The business of getting Moldenke’s aunt rolled into the dirty, worn rug and tied off with twine went well enough and was over in a few minutes. The attendant hefted her to Moldenke’s shoulder, making sure the weight was balanced. “There, that’s the ticket. Should be smooth sailing. What will you do with her? You should’ve had her cremated.”

“She always said she wanted to be planted in the earth like a flower bulb. I’ll see she gets a decent burial.”

When Moldenke was satisfied he had a good grip and that his aunt wouldn’t tip too far down in front or back, the attendant opened the door to let him out. “Take care, Moldenke. The weather is changing badly. A storm’s coming.” Moldenke stepped onto the broken sidewalk and looked up at a dark sky. A rising, cold wind nipped at his face.

He thought better of taking the body to the house on Esplanade and digging a hole in the back yard. How could he dig deeply enough in frozen ground? If he buried her at all, it would be in a shallow grave and loose dogs in the neighborhood would dig her up. He was in a quandary until he thought of a place at the end of the streetcar line where the ground would be warmer.

Near Altobello, a suspicious red cloud dumped an extra-heavy dose of radio poison on the Black Hole Motel, occupied by five free people and ten jellyheads. “Had they continued to live there,” Scientist Zanzetti said, “they could have contracted radio fever.” The motel has since been deserted and Altobelloans are up in arms over the needless downwind danger. “Will the deadly clouds ever stop?” a druggist asked Zanzetti. “Not in our lifetimes,” he replied.

When the streetcar stopped, Moldenke boarded with the rug-wrapped body. Though he tried his best to be careful, when he reached into his pocket for carfare one of his aunt’s cold feet struck the driver in the face.

“For Christ’s sake, man, what are you trying to do here?
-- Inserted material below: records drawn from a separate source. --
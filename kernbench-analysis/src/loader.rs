//! Record loading from delimited benchmark result files
//!
//! Each input file holds one row per trial. Rows are normalised into
//! [`BenchmarkRecord`]s tagged with the provenance of their file. Missing
//! files and malformed rows are collected as diagnostics rather than aborting
//! the load, so a partial report can still be produced.

use indexmap::IndexMap;
use kernbench_common::{BenchmarkRecord, KernbenchError, Result};
use serde::{Deserialize, Serialize};
use std::path::{Path, PathBuf};
use tracing::{debug, info, warn};

/// One declared input file
#[derive(Debug, Clone, PartialEq, Serialize, Deserialize)]
pub struct InputSource {
    pub path: PathBuf,
    /// Device/platform label. Derived from the file name when absent.
    #[serde(default, skip_serializing_if = "Option::is_none")]
    pub provenance: Option<String>,
    /// Static dimensions applied to every record of this file
    #[serde(default, skip_serializing_if = "IndexMap::is_empty")]
    pub tags: IndexMap<String, String>,
}

impl InputSource {
    pub fn new(path: impl Into<PathBuf>) -> Self {
        Self {
            path: path.into(),
            provenance: None,
            tags: IndexMap::new(),
        }
    }

    pub fn with_provenance(mut self, provenance: impl Into<String>) -> Self {
        self.provenance = Some(provenance.into());
        self
    }

    pub fn with_tag(mut self, name: impl Into<String>, value: impl Into<String>) -> Self {
        self.tags.insert(name.into(), value.into());
        self
    }

    /// Provenance label for this source
    pub fn provenance_label(&self, prefix: Option<&str>) -> String {
        match &self.provenance {
            Some(p) => p.trim().to_string(),
            None => derive_provenance(&self.path, prefix),
        }
    }
}

/// Keep only rows whose `column` equals `equals`
#[derive(Debug, Clone, PartialEq, Serialize, Deserialize)]
pub struct RowFilter {
    pub column: String,
    pub equals: String,
}

/// Describes how input columns map onto record fields
#[derive(Debug, Clone, PartialEq, Serialize, Deserialize)]
#[serde(default)]
pub struct SchemaConfig {
    /// Categorical columns. Empty means every non-numeric column.
    pub categorical: Vec<String>,
    /// Numeric measurement columns
    pub numeric: Vec<String>,
    /// Values used when a categorical column is absent or empty
    pub defaults: IndexMap<String, String>,
    /// Categorical columns whose values are lowercased
    pub lowercase: Vec<String>,
    pub filters: Vec<RowFilter>,
    pub delimiter: char,
    /// Prefix stripped from file stems when deriving provenance
    #[serde(skip_serializing_if = "Option::is_none")]
    pub provenance_prefix: Option<String>,
}

impl Default for SchemaConfig {
    fn default() -> Self {
        Self {
            categorical: Vec::new(),
            numeric: vec!["time_ms".to_string()],
            defaults: IndexMap::new(),
            lowercase: Vec::new(),
            filters: Vec::new(),
            delimiter: ',',
            provenance_prefix: None,
        }
    }
}

impl SchemaConfig {
    pub fn delimiter_byte(&self) -> Result<u8> {
        if self.delimiter.is_ascii() {
            Ok(self.delimiter as u8)
        } else {
            Err(KernbenchError::Config(format!(
                "delimiter '{}' is not a single-byte character",
                self.delimiter
            )))
        }
    }
}

/// Records plus the recoverable problems met while loading them
#[derive(Debug, Default)]
pub struct LoadOutcome {
    pub records: Vec<BenchmarkRecord>,
    pub diagnostics: Vec<KernbenchError>,
    pub files_loaded: usize,
}

impl LoadOutcome {
    pub fn is_empty(&self) -> bool {
        self.records.is_empty()
    }

    pub fn missing_inputs(&self) -> usize {
        self.diagnostics
            .iter()
            .filter(|d| matches!(d, KernbenchError::MissingInput { .. }))
            .count()
    }

    pub fn malformed_rows(&self) -> usize {
        self.diagnostics
            .iter()
            .filter(|d| matches!(d, KernbenchError::MalformedRow { .. }))
            .count()
    }
}

/// Load every input in declaration order.
///
/// Never fails as a whole: per-file and per-row problems end up in
/// [`LoadOutcome::diagnostics`] and an empty record set is left for the caller
/// to judge.
pub fn load_records(inputs: &[InputSource], schema: &SchemaConfig) -> LoadOutcome {
    let mut outcome = LoadOutcome::default();

    for source in inputs {
        if !source.path.exists() {
            warn!("Missing input file: {}", source.path.display());
            outcome.diagnostics.push(KernbenchError::MissingInput {
                path: source.path.clone(),
            });
            continue;
        }

        let before = outcome.records.len();
        match load_file(source, schema, &mut outcome) {
            Ok(()) => {
                outcome.files_loaded += 1;
                info!(
                    "Loaded {} records from {}",
                    outcome.records.len() - before,
                    source.path.display()
                );
            }
            Err(e) => {
                warn!("Skipping {}: {}", source.path.display(), e);
                outcome.diagnostics.push(e);
            }
        }
    }

    outcome
}

fn load_file(source: &InputSource, schema: &SchemaConfig, outcome: &mut LoadOutcome) -> Result<()> {
    let provenance = source.provenance_label(schema.provenance_prefix.as_deref());
    let mut reader = csv::ReaderBuilder::new()
        .delimiter(schema.delimiter_byte()?)
        .flexible(true)
        .from_path(&source.path)?;

    let headers: Vec<String> = reader.headers()?.iter().map(|h| h.trim().to_string()).collect();
    let column = |name: &str| headers.iter().position(|h| h == name);

    let numeric: Vec<(&str, usize)> = schema
        .numeric
        .iter()
        .filter_map(|n| column(n.as_str()).map(|i| (n.as_str(), i)))
        .collect();
    if numeric.is_empty() {
        return Err(KernbenchError::MissingColumns {
            path: source.path.clone(),
            expected: schema.numeric.clone(),
        });
    }
    for missing in schema.numeric.iter().filter(|n| column(n.as_str()).is_none()) {
        debug!("{} has no '{}' column", source.path.display(), missing);
    }

    let categorical: Vec<(&str, Option<usize>)> = if schema.categorical.is_empty() {
        headers
            .iter()
            .enumerate()
            .filter(|(_, h)| !schema.numeric.contains(*h))
            .map(|(i, h)| (h.as_str(), Some(i)))
            .collect()
    } else {
        schema
            .categorical
            .iter()
            .map(|c| (c.as_str(), column(c.as_str())))
            .collect()
    };

    'rows: for (row_index, row) in reader.records().enumerate() {
        let row = match row {
            Ok(row) => row,
            Err(e) => {
                warn!("Unreadable row in {}: {}", source.path.display(), e);
                outcome.diagnostics.push(e.into());
                continue;
            }
        };
        let line = row
            .position()
            .map(|p| p.line())
            .unwrap_or(row_index as u64 + 2);
        let cell = |i: usize| row.get(i).map(str::trim).unwrap_or("");

        let mut measurements = IndexMap::new();
        for &(name, i) in &numeric {
            let raw = cell(i);
            match raw.parse::<f64>() {
                Ok(value) if value.is_finite() => {
                    measurements.insert(name.to_string(), value);
                }
                _ => {
                    let err = KernbenchError::MalformedRow {
                        path: source.path.clone(),
                        line,
                        column: name.to_string(),
                        value: raw.to_string(),
                    };
                    warn!("{}", err);
                    outcome.diagnostics.push(err);
                    continue 'rows;
                }
            }
        }

        let mut dimensions = IndexMap::new();
        for &(name, i) in &categorical {
            let value = i.map(cell).filter(|v| !v.is_empty());
            if let Some(value) = value {
                dimensions.insert(name.to_string(), value.to_string());
            }
        }
        for (name, value) in &schema.defaults {
            let declared = schema.categorical.is_empty() || schema.categorical.contains(name);
            if declared && !dimensions.contains_key(name) {
                dimensions.insert(name.clone(), value.trim().to_string());
            }
        }
        for name in &schema.lowercase {
            if let Some(value) = dimensions.get_mut(name) {
                *value = value.to_lowercase();
            }
        }
        for (name, value) in &source.tags {
            dimensions.insert(name.clone(), value.trim().to_string());
        }

        let keep = schema.filters.iter().all(|f| {
            let value = dimensions
                .get(&f.column)
                .map(String::as_str)
                .or_else(|| column(f.column.as_str()).map(cell).filter(|v| !v.is_empty()))
                .or_else(|| schema.defaults.get(&f.column).map(String::as_str));
            value == Some(f.equals.as_str())
        });
        if !keep {
            continue;
        }

        match BenchmarkRecord::new(provenance.clone(), dimensions, measurements) {
            Ok(record) => outcome.records.push(record),
            Err(e) => {
                warn!("Dropping row {} of {}: {}", line, source.path.display(), e);
                outcome.diagnostics.push(e);
            }
        }
    }

    Ok(())
}

/// Provenance from a file name: the stem, minus an optional prefix
/// (`results_paul.csv` with prefix `results_` gives `paul`).
pub fn derive_provenance(path: &Path, prefix: Option<&str>) -> String {
    let stem = path
        .file_stem()
        .map(|s| s.to_string_lossy().into_owned())
        .unwrap_or_default();
    match prefix {
        Some(prefix) => stem
            .strip_prefix(prefix)
            .filter(|s| !s.is_empty())
            .unwrap_or(&stem)
            .to_string(),
        None => stem,
    }
}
This is a streetcar, not a hearse.”

Moldenke handed the driver three folded fifties. “I want to go all the way to the end of the line. I’ll pay triple fare. Look, the car is half empty. None of them care at all about

anything.”

“Four, you cheap son of a bitch.”

Moldenke gave him four. “There, I hope you’re happy—now I’m completely penniless.”

“Sit in the far back, you stupid idiot.”

Moldenke shifted his aunt from one shoulder to the other.

It was two hours or more before the streetcar reached the end of the line. By then, Moldenke was the only passenger. Not only had he soiled himself again, but the aunt had begun to thaw, dripping from both ends and wetting the rug.

The driver stood up and stretched. “This is it. City Dump. End of the line. Leave out the back with that stiff.”

“Can you wait? It won’t take long, just a small ceremony.”

“You got another four? For that I’ll wait maybe a half hour.”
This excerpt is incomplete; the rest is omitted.